● How to complete this task: Somewhere below, one line contains "let text = std::fs::read_to_string(&args.file).map_err(|e|" and a later line contains "fn summary(file: &Path, set: &DiagnosticSet, status: Status)". Output those two lines and everything between them exactly, and nothing else.

● Exercise inputs:
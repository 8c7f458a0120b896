//! Script compiler CLI.
//!
//! Provides the `scriptc` binary, which drives a compilation session over a
//! script file: `check` prints diagnostics, `select` resolves a diagnostic to
//! an editor selection, `export` writes the statement graph as DOT and
//! `render` turns it into an image through an external renderer.
//!
//! Exit codes: 0 = success, 1 = the script has errors, 2 = usage or
//! selection error, 3 = I/O, export or render failure, 4 = the compiler
//! itself failed to run.

mod config;

use std::path::{Path, PathBuf};
use std::process;

use clap::{Args, Parser, Subcommand};
use serde::Serialize;

use scriptc_core::{CompilationResult, DiagnosticMessage, DiagnosticSet, SourceId, Status};
use scriptc_graph::{ExportError, GraphExporter, RenderError, Renderer};
use scriptc_lang::{Program, ScriptGraph, ScriptPipeline};
use scriptc_session::{CompilationSession, CompileOptions, SelectionCommand, TextBuffer};

use config::Config;

const EXIT_OK: i32 = 0;
const EXIT_FAILED: i32 = 1;
const EXIT_USAGE: i32 = 2;
const EXIT_IO: i32 = 3;
const EXIT_INTERNAL: i32 = 4;

/// Script compiler diagnostics and graph export.
#[derive(Parser)]
#[command(name = "scriptc", about = "Script compiler diagnostics and graph export")]
struct Cli {
    #[command(subcommand)]
    command: Commands,
}

/// Options shared by every subcommand that compiles a file.
#[derive(Args)]
struct CompileArgs {
    /// Script file to compile.
    file: PathBuf,

    /// Tab stop width for diagnostic columns (default: $SCRIPTC_TAB_WIDTH or 4).
    #[arg(long, value_parser = clap::value_parser!(u32).range(1..))]
    tab_width: Option<u32>,

    /// Treat warnings as errors.
    #[arg(long)]
    deny_warnings: bool,
}

/// Available subcommands.
#[derive(Subcommand)]
enum Commands {
    /// Compile a script and print its diagnostics.
    Check {
        #[command(flatten)]
        compile: CompileArgs,

        /// Print the full result as JSON.
        #[arg(long)]
        json: bool,
    },

    /// Compile a script and select one of its diagnostics.
    Select {
        #[command(flatten)]
        compile: CompileArgs,

        /// 0-based diagnostic index.
        index: usize,
    },

    /// Compile a script and export its statement graph as DOT.
    Export {
        #[command(flatten)]
        compile: CompileArgs,

        /// Output DOT file.
        #[arg(short, long)]
        output: PathBuf,
    },

    /// Compile, export and render the statement graph to an image.
    Render {
        #[command(flatten)]
        compile: CompileArgs,

        /// Image format: png, svg, pdf, jpg, jpeg, gif, bmp.
        #[arg(short, long, default_value = "png")]
        format: String,

        /// Intermediate DOT file (default: <tmpdir>/<file stem>.dot).
        #[arg(long)]
        temp: Option<PathBuf>,

        /// Renderer program (default: $SCRIPTC_RENDERER or dot).
        #[arg(long)]
        renderer: Option<PathBuf>,
    },
}

fn main() {
    let cli = Cli::parse();

    let config = match Config::from_env() {
        Ok(config) => config,
        Err(e) => {
            eprintln!("Error: {}", e);
            process::exit(EXIT_USAGE);
        }
    };

    tracing_subscriber::fmt()
        .with_writer(std::io::stderr)
        .with_max_level(config.log_level)
        .init();
    tracing::debug!(?config, "loaded configuration");

    let exit_code = match cli.command {
        Commands::Check { compile, json } => run_check(&compile, &config, json),
        Commands::Select { compile, index } => run_select(&compile, &config, index),
        Commands::Export { compile, output } => run_export(&compile, &config, &output),
        Commands::Render {
            compile,
            format,
            temp,
            renderer,
        } => run_render(&compile, &config, &format, temp, renderer),
    };
    process::exit(exit_code);
}

/// A session holding the single compiled file.
struct Compiled {
    session: CompilationSession<ScriptPipeline>,
    id: SourceId,
    text: String,
    result: CompilationResult<Program>,
}

/// Read and compile the file. On failure returns the exit code to use.
fn compile_file(args: &CompileArgs, config: &Config) -> Result<Compiled, i32> {
    let text = std::fs::read_to_string(&args.file).map_err(|e| {
        eprintln!("Error: failed to read '{}': {}", args.file.display(), e);
        EXIT_IO
    })?;

    let options = CompileOptions {
        tab_width: args.tab_width.unwrap_or(config.tab_width),
        deny_warnings: args.deny_warnings,
    };

    let session = CompilationSession::new(ScriptPipeline::new());
    let id = SourceId::new(args.file.display().to_string());
    let result = session.compile(&id, &text, &options).map_err(|e| {
        eprintln!("Error: {}", describe(&e));
        EXIT_INTERNAL
    })?;

    Ok(Compiled {
        session,
        id,
        text,
        result,
    })
}

fn print_diagnostics(file: &Path, set: &DiagnosticSet, to_stderr: bool) {
    for message in set {
        if to_stderr {
            eprintln!("{}:{}", file.display(), message);
        } else {
            println!("{}:{}", file.display(), message);
        }
    }
}

fn summary(file: &Path, set: &DiagnosticSet, status: Status) -> String {
    let (errors, warnings) = set.counts();
    format!(
        "{}: {} ({} error(s), {} warning(s))",
        file.display(),
        status,
        errors,
        warnings
    )
}

/// Machine-readable `check` output.
#[derive(Serialize)]
struct CheckReport<'a> {
    source: &'a str,
    #[serde(flatten)]
    result: &'a CompilationResult<Program>,
}

/// Execute the check subcommand.
fn run_check(args: &CompileArgs, config: &Config, json: bool) -> i32 {
    let compiled = match compile_file(args, config) {
        Ok(c) => c,
        Err(code) => return code,
    };
    let result = &compiled.result;

    if json {
        let report = CheckReport {
            source: compiled.id.as_str(),
            result,
        };
        match serde_json::to_string_pretty(&report) {
            Ok(text) => println!("{}", text),
            Err(e) => {
                eprintln!("Error: failed to serialize result: {}", e);
                return EXIT_IO;
            }
        }
    } else {
        print_diagnostics(&args.file, result.diagnostics(), false);
        println!(
            "{}",
            summary(&args.file, result.diagnostics(), result.status())
        );
    }

    match result.status() {
        Status::Failed => EXIT_FAILED,
        _ => EXIT_OK,
    }
}

/// Machine-readable `select` output.
#[derive(Serialize)]
struct SelectReport<'a> {
    index: usize,
    message: &'a DiagnosticMessage,
    selection: SelectionCommand,
    selected_text: Option<&'a str>,
}

/// Execute the select subcommand.
fn run_select(args: &CompileArgs, config: &Config, index: usize) -> i32 {
    let compiled = match compile_file(args, config) {
        Ok(c) => c,
        Err(code) => return code,
    };

    let mut buffer = TextBuffer::new(compiled.text.as_str());
    let selection = match compiled
        .session
        .select_diagnostic(&compiled.id, index, &mut buffer)
    {
        Ok(selection) => selection,
        Err(e) => {
            eprintln!("Error: {}", e);
            return EXIT_USAGE;
        }
    };

    let diagnostics = compiled.result.diagnostics();
    let Some(message) = diagnostics.get(index) else {
        eprintln!("Error: diagnostic {} disappeared after selection", index);
        return EXIT_USAGE;
    };

    let report = SelectReport {
        index,
        message,
        selection,
        selected_text: buffer.selected_text(),
    };
    match serde_json::to_string_pretty(&report) {
        Ok(text) => {
            println!("{}", text);
            EXIT_OK
        }
        Err(e) => {
            eprintln!("Error: failed to serialize selection: {}", e);
            EXIT_IO
        }
    }
}

/// Compile and make sure an artifact exists, reporting errors on stderr.
fn compile_for_export(args: &CompileArgs, config: &Config) -> Result<Compiled, i32> {
    let compiled = compile_file(args, config)?;
    if compiled.result.status() == Status::Failed {
        print_diagnostics(&args.file, compiled.result.diagnostics(), true);
        eprintln!(
            "{}",
            summary(
                &args.file,
                compiled.result.diagnostics(),
                compiled.result.status()
            )
        );
        return Err(EXIT_FAILED);
    }
    Ok(compiled)
}

fn graph_producer(file: &Path) -> ScriptGraph {
    let name = file
        .file_name()
        .map(|n| n.to_string_lossy().into_owned())
        .unwrap_or_else(|| file.display().to_string());
    ScriptGraph::named(name)
}

/// Execute the export subcommand.
fn run_export(args: &CompileArgs, config: &Config, output: &Path) -> i32 {
    let compiled = match compile_for_export(args, config) {
        Ok(c) => c,
        Err(code) => return code,
    };

    let exporter = GraphExporter::new(graph_producer(&args.file));
    match exporter.export_graph(&compiled.session, &compiled.id, output) {
        Ok(()) => {
            println!("{}", output.display());
            EXIT_OK
        }
        Err(e) => {
            eprintln!("Error: {}", describe(&e));
            export_exit_code(&e)
        }
    }
}

/// Execute the render subcommand.
fn run_render(
    args: &CompileArgs,
    config: &Config,
    format: &str,
    temp: Option<PathBuf>,
    renderer: Option<PathBuf>,
) -> i32 {
    if !Renderer::is_supported_format(format) {
        eprintln!("Error: {}", RenderError::UnsupportedFormat(format.to_string()));
        return EXIT_USAGE;
    }

    let compiled = match compile_for_export(args, config) {
        Ok(c) => c,
        Err(code) => return code,
    };

    let temp_path = temp.unwrap_or_else(|| {
        let stem = args
            .file
            .file_stem()
            .map(|s| s.to_string_lossy().into_owned())
            .unwrap_or_else(|| "graph".to_string());
        std::env::temp_dir().join(format!("{}.dot", stem))
    });
    let program = renderer.unwrap_or_else(|| config.renderer.clone());
    let exporter = GraphExporter::with_renderer(graph_producer(&args.file), Renderer::new(program));

    match exporter.export_and_render(&compiled.session, &compiled.id, &temp_path, format) {
        Ok(image) => {
            println!("{}", image.display());
            EXIT_OK
        }
        Err(RenderError::ExporterFailed(e)) => {
            eprintln!("Error: {}", describe(&e));
            export_exit_code(&e)
        }
        Err(e @ (RenderError::UnsupportedFormat(_) | RenderError::OutputOverwritesInput(_))) => {
            eprintln!("Error: {}", e);
            EXIT_USAGE
        }
        Err(e) => {
            eprintln!("Error: {}", describe(&e));
            EXIT_IO
        }
    }
}

fn export_exit_code(err: &ExportError) -> i32 {
    match err {
        ExportError::NoArtifact(_) => EXIT_FAILED,
        _ => EXIT_IO,
    }
}

/// An error followed by its chain of sources.
fn describe(err: &dyn std::error::Error) -> String {
    let mut text = err.to_string();
    let mut source = err.source();
    while let Some(cause) = source {
        text.push_str(": ");
        text.push_str(&cause.to_string());
        source = cause.source();
    }
    text
}
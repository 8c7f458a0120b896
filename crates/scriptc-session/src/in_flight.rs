//! One-compile-per-source guard.
//!
//! [`InFlight`] records which sources are currently being compiled. Acquiring
//! a source that is already marked fails immediately instead of waiting; the
//! returned [`InFlightGuard`] clears the mark when dropped, including during
//! unwinding. Sources are tracked independently, so compiles of different
//! sources never contend here.

use dashmap::DashSet;

use scriptc_core::SourceId;

#[derive(Debug, Default)]
pub struct InFlight {
    sources: DashSet<SourceId>,
}

impl InFlight {
    pub fn new() -> Self {
        Self::default()
    }

    /// Marks `source_id` as in flight, or returns `None` if it already is.
    pub fn try_acquire(&self, source_id: &SourceId) -> Option<InFlightGuard<'_>> {
        if self.sources.insert(source_id.clone()) {
            Some(InFlightGuard {
                owner: self,
                source_id: source_id.clone(),
            })
        } else {
            None
        }
    }

    pub fn is_in_flight(&self, source_id: &SourceId) -> bool {
        self.sources.contains(source_id)
    }

    pub fn len(&self) -> usize {
        self.sources.len()
    }

    pub fn is_empty(&self) -> bool {
        self.sources.is_empty()
    }
}

/// Clears the in-flight mark for one source on drop.
#[derive(Debug)]
pub struct InFlightGuard<'a> {
    owner: &'a InFlight,
    source_id: SourceId,
}

impl InFlightGuard<'_> {
    pub fn source_id(&self) -> &SourceId {
        &self.source_id
    }
}

impl Drop for InFlightGuard<'_> {
    fn drop(&mut self) {
        self.owner.sources.remove(&self.source_id);
    }
}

● Task response:
    let text = std::fs::read_to_string(&args.file).map_err(|e| {
        eprintln!("Error: failed to read '{}': {}", args.file.display(), e);
        EXIT_IO
    })?;

    let options = CompileOptions {
        tab_width: args.tab_width.unwrap_or(config.tab_width),
        deny_warnings: args.deny_warnings,
    };

    let session = CompilationSession::new(ScriptPipeline::new());
    let id = SourceId::new(args.file.display().to_string());
    let result = session.compile(&id, &text, &options).map_err(|e| {
        eprintln!("Error: {}", describe(&e));
        EXIT_INTERNAL
    })?;

    Ok(Compiled {
        session,
        id,
        text,
        result,
    })
}

fn print_diagnostics(file: &Path, set: &DiagnosticSet, to_stderr: bool) {
    for message in set {
        if to_stderr {
            eprintln!("{}:{}", file.display(), message);
        } else {
            println!("{}:{}", file.display(), message);
        }
    }
}

fn summary(file: &Path, set: &DiagnosticSet, status: Status) -> String {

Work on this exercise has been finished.